Doha alleges that measures taken by Abu Dhabi after several Middle Eastern states severed ties with Qatar in 2017 breached a UN treaty against racial discrimination.
The two Gulf countries are arguing this week before the International Court of Justice in The Hague about whether the tribunal has the jurisdiction to deal with the case.
"The UAE seeks to avoid the jurisdiction of this court because it seeks to avoid the truth," Mohammed Abdulaziz Al-Khulaifi, representing Qatar, told the court.
"This dispute is about the UAE's punitive discriminatory measures, which are intended to bend the state of Qatar to the UAE's political will by inflicting maximum suffering on the Qatari people."
Saudi Arabia, Bahrain, the UAE, and Egypt cut relations with Qatar after accusing it of backing terrorism and siding with their regional rival Iran.
Doha has emphatically denied the charges.
Read more: GCC crisis explained - Why is Qatar under blockade by Saudi Arabia and its allies?

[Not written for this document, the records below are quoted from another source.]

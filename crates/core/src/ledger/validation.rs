//! Business rule validation for journal line sets and status transitions.

use rust_decimal::Decimal;
use thiserror::Error;

use super::types::{JournalStatus, LineAmounts, LineTotals};

/// Minimum number of lines in a journal entry.
pub const MIN_LINES: usize = 2;

/// Default tolerance when comparing total debits with total credits.
pub const DEFAULT_BALANCE_TOLERANCE: Decimal = Decimal::from_parts(1, 0, 0, false, 2);

/// Most decimal places a stored money amount may carry (`NUMERIC(19, 4)`).
pub const MAX_AMOUNT_SCALE: u32 = 4;

/// Returns true if `amount` has more significant decimal places than can be stored.
///
/// Trailing zeros do not count: `1.50000` fits, `1.00005` does not.
#[must_use]
pub fn exceeds_amount_scale(amount: Decimal) -> bool {
    amount.normalize().scale() > MAX_AMOUNT_SCALE
}

/// Validation errors for journal line sets. Lines are numbered from 1.
#[derive(Debug, Clone, PartialEq, Eq, Error)]
pub enum ValidationError {
    /// Fewer than two lines.
    #[error("Journal entry must have at least {MIN_LINES} lines, got {count}")]
    TooFewLines {
        /// Number of lines submitted.
        count: usize,
    },

    /// A debit or credit amount is negative.
    #[error("Line {line} has a negative amount")]
    NegativeAmount {
        /// Offending line.
        line: usize,
    },

    /// A line carries both a debit and a credit.
    #[error("Line {line} has both a debit and a credit amount")]
    MixedLine {
        /// Offending line.
        line: usize,
    },

    /// A line carries neither a debit nor a credit.
    #[error("Line {line} has neither a debit nor a credit amount")]
    EmptyLine {
        /// Offending line.
        line: usize,
    },

    /// An amount has more decimal places than can be stored.
    #[error("Line {line} has more than {} decimal places", MAX_AMOUNT_SCALE)]
    ScaleTooLarge {
        /// Offending line.
        line: usize,
    },

    /// The journal number is blank.
    #[error("Journal number is required")]
    MissingJournalNumber,
}

impl ValidationError {
    /// Returns the error code for API responses.
    #[must_use]
    pub const fn error_code(&self) -> &'static str {
        match self {
            Self::TooFewLines { .. } => "TOO_FEW_LINES",
            Self::NegativeAmount { .. } => "NEGATIVE_AMOUNT",
            Self::MixedLine { .. } => "MIXED_LINE",
            Self::EmptyLine { .. } => "EMPTY_LINE",
            Self::ScaleTooLarge { .. } => "SCALE_TOO_LARGE",
            Self::MissingJournalNumber => "MISSING_JOURNAL_NUMBER",
        }
    }
}

/// Validates the shape of a line set.
///
/// Every line must be exactly one of a debit line or a credit line with a
/// non-negative amount, and there must be at least two lines. Balance is not
/// checked here; see [`is_balanced`].
///
/// # Errors
///
/// Returns the first violation found, scanning lines in order.
pub fn validate_line_set<L: LineAmounts>(lines: &[L]) -> Result<(), ValidationError> {
    if lines.len() < MIN_LINES {
        return Err(ValidationError::TooFewLines { count: lines.len() });
    }

    for (index, line) in lines.iter().enumerate() {
        let line_no = index + 1;
        let debit = line.debit_amount();
        let credit = line.credit_amount();

        if debit < Decimal::ZERO || credit < Decimal::ZERO {
            return Err(ValidationError::NegativeAmount { line: line_no });
        }
        if debit > Decimal::ZERO && credit > Decimal::ZERO {
            return Err(ValidationError::MixedLine { line: line_no });
        }
        if debit.is_zero() && credit.is_zero() {
            return Err(ValidationError::EmptyLine { line: line_no });
        }
        if exceeds_amount_scale(debit) || exceeds_amount_scale(credit) {
            return Err(ValidationError::ScaleTooLarge { line: line_no });
        }
    }

    Ok(())
}

/// Validates a journal number.
///
/// # Errors
///
/// Returns an error if the number is blank.
pub fn validate_journal_number(number: &str) -> Result<(), ValidationError> {
    if number.trim().is_empty() {
        return Err(ValidationError::MissingJournalNumber);
    }
    Ok(())
}

/// Returns true if total debits and total credits differ by less than `epsilon`.
#[must_use]
pub fn is_balanced<L: LineAmounts>(lines: &[L], epsilon: Decimal) -> bool {
    LineTotals::of(lines).difference().abs() < epsilon
}

/// Returns true if `current -> target` is a legal status transition.
///
/// `draft -> draft` covers in-place edits. `posted -> reversed` is legal only as the
/// side effect of creating a reversal entry; callers never set it directly.
#[must_use]
pub const fn can_transition(current: JournalStatus, target: JournalStatus) -> bool {
    matches!(
        (current, target),
        (JournalStatus::Draft, JournalStatus::Draft | JournalStatus::Posted)
            | (JournalStatus::Posted, JournalStatus::Reversed)
    )
}
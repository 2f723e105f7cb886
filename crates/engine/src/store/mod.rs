//! Persistence seams.
//!
//! Every write that must be atomic is a single trait call. Version-guarded
//! writes take the version the caller read and fail with
//! [`StoreError::StaleVersion`] when the row moved on. Unique constraints are
//! enforced by the store and surfaced as [`StoreError::UniqueViolation`].

pub mod memory;

use async_trait::async_trait;
use tally_core::accounts::Account;
use tally_core::ledger::{JournalEntry, JournalEntryWithLines, JournalFilter, JournalLine, JournalSummary};
use tally_core::receivables::{Invoice, InvoiceFilter, Payment};
use tally_shared::types::{AccountId, InvoiceId, JournalEntryId, PageRequest, TenantId};
use thiserror::Error;
use uuid::Uuid;

pub use memory::MemoryStore;

/// Unique index on `(tenant_id, journal_number)`.
pub const UQ_JOURNAL_NUMBER: &str = "uq_journal_entries_tenant_number";
/// Unique index on `reversed_from`.
pub const UQ_REVERSED_FROM: &str = "uq_journal_entries_reversed_from";
/// Unique index on `(tenant_id, invoice_number)`.
pub const UQ_INVOICE_NUMBER: &str = "uq_ar_invoices_tenant_number";

/// Store failures.
#[derive(Debug, Clone, PartialEq, Eq, Error)]
pub enum StoreError {
    /// A unique constraint rejected the write. Carries the constraint name.
    #[error("Unique constraint violated: {0}")]
    UniqueViolation(String),

    /// The row changed (or vanished) since it was read.
    #[error("Stale version")]
    StaleVersion,

    /// The backend failed.
    #[error("Store backend error: {0}")]
    Backend(String),
}

impl StoreError {
    /// Returns true if this is a violation of `constraint`.
    #[must_use]
    pub fn violates(&self, constraint: &str) -> bool {
        matches!(self, Self::UniqueViolation(name) if name == constraint)
    }
}

/// Result alias for store calls.
pub type StoreResult<T> = Result<T, StoreError>;

/// Read-only chart-of-accounts lookups.
#[async_trait]
pub trait AccountRegistry: Send + Sync {
    /// Finds an account by id within a tenant.
    async fn get_account(&self, tenant_id: TenantId, id: AccountId) -> StoreResult<Option<Account>>;

    /// Finds an account by code within a tenant.
    async fn find_account_by_code(
        &self,
        tenant_id: TenantId,
        code: &str,
    ) -> StoreResult<Option<Account>>;

    /// Loads several accounts at once. Unknown ids are skipped.
    async fn get_accounts(&self, tenant_id: TenantId, ids: &[AccountId]) -> StoreResult<Vec<Account>> {
        let mut found = Vec::with_capacity(ids.len());
        for id in ids {
            if let Some(account) = self.get_account(tenant_id, *id).await? {
                found.push(account);
            }
        }
        Ok(found)
    }
}

/// Journal entry persistence.
#[async_trait]
pub trait JournalStore: Send + Sync {
    /// Inserts a header with its lines.
    async fn insert_entry(&self, entry: &JournalEntry, lines: &[JournalLine]) -> StoreResult<()>;

    /// Loads a header with its ordered lines.
    async fn get_entry(
        &self,
        tenant_id: TenantId,
        id: JournalEntryId,
    ) -> StoreResult<Option<JournalEntryWithLines>>;

    /// Returns true if the journal number is taken in the tenant.
    async fn journal_number_exists(&self, tenant_id: TenantId, number: &str) -> StoreResult<bool>;

    /// Overwrites a header, optionally replacing its full line set.
    ///
    /// `entry.version` must already be bumped; the write applies only if the
    /// stored version equals `expected_version`.
    async fn update_entry(
        &self,
        entry: &JournalEntry,
        expected_version: i64,
        lines: Option<&[JournalLine]>,
    ) -> StoreResult<()>;

    /// Deletes an entry and its lines if the stored version equals `expected_version`.
    async fn delete_entry(
        &self,
        tenant_id: TenantId,
        id: JournalEntryId,
        expected_version: i64,
    ) -> StoreResult<()>;

    /// Inserts a reversal and flips the original in one write.
    ///
    /// `original` carries its new status and bumped version; the write applies
    /// only if the stored original is still at `expected_version`.
    async fn insert_reversal(
        &self,
        reversal: &JournalEntry,
        lines: &[JournalLine],
        original: &JournalEntry,
        expected_version: i64,
    ) -> StoreResult<()>;

    /// Finds the entry whose `reversed_from` is `original_id`.
    async fn find_reversal_of(
        &self,
        tenant_id: TenantId,
        original_id: JournalEntryId,
    ) -> StoreResult<Option<JournalEntry>>;

    /// Lists entries ordered by `date desc, created_at desc`, with totals.
    ///
    /// Returns the page and the total number of matching entries.
    async fn list_entries(
        &self,
        tenant_id: TenantId,
        filter: &JournalFilter,
        page: &PageRequest,
    ) -> StoreResult<(Vec<JournalSummary>, u64)>;

    /// Entries with at least one line referencing `(reference_type, reference_id)`.
    async fn entries_for_reference(
        &self,
        tenant_id: TenantId,
        reference_type: &str,
        reference_id: Uuid,
    ) -> StoreResult<Vec<JournalEntry>>;
}

/// Invoice and payment persistence.
#[async_trait]
pub trait InvoiceStore: Send + Sync {
    /// Inserts a new invoice.
    async fn insert_invoice(&self, invoice: &Invoice) -> StoreResult<()>;

    /// Loads an invoice.
    async fn get_invoice(&self, tenant_id: TenantId, id: InvoiceId) -> StoreResult<Option<Invoice>>;

    /// Overwrites an invoice if the stored version equals `expected_version`.
    async fn update_invoice(&self, invoice: &Invoice, expected_version: i64) -> StoreResult<()>;

    /// Appends a payment and overwrites the invoice in one write, guarded by
    /// `expected_version`.
    async fn record_payment(
        &self,
        invoice: &Invoice,
        expected_version: i64,
        payment: &Payment,
    ) -> StoreResult<()>;

    /// Payments for an invoice, oldest first.
    async fn list_payments(&self, tenant_id: TenantId, invoice_id: InvoiceId) -> StoreResult<Vec<Payment>>;

    /// Number of payments recorded against an invoice.
    async fn count_payments(&self, tenant_id: TenantId, invoice_id: InvoiceId) -> StoreResult<usize>;

    /// Lists invoices ordered by `date_issued desc, created_at desc`.
    ///
    /// Returns the page and the total number of matching invoices.
    async fn list_invoices(
        &self,
        tenant_id: TenantId,
        filter: &InvoiceFilter,
        page: &PageRequest,
    ) -> StoreResult<(Vec<Invoice>, u64)>;

    /// Open and partial invoices matching every filter except status.
    async fn outstanding_invoices(
        &self,
        tenant_id: TenantId,
        filter: &InvoiceFilter,
    ) -> StoreResult<Vec<Invoice>>;
}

The four countries imposed a blockade by land, air and sea, and ordered the expulsion of Qatari nationals.
The alliance has issued a raft of terms Qatar must accept before it will lift the embargo. Qatar has rejected the terms and characterized them as an attempt to “impose hegemony” on it.
Doha took the UAE to the ICJ in 2018, saying it had breached the 1965 International Convention on the Elimination of All Forms of Racial Discrimination (CERD).
"The UAE's actions go to the very core of the evil the convention was designed to eradicate," said Al-Khulaifi.
The ICJ, set up in 1946 to rule in disputes between UN member states, is expected to decide in coming months whether the case can go ahead.
A final judgement could however take years, and while the ICJ's rulings are final, it has no means of enforcing them.
The case has gone Qatar's way so far, with the ICJ in 2018 ordering the UAE to take emergency measures to protect the rights of Qatari citizens.
Doha has also won a separate but related case at the ICJ in July that is specifically about the air blockade.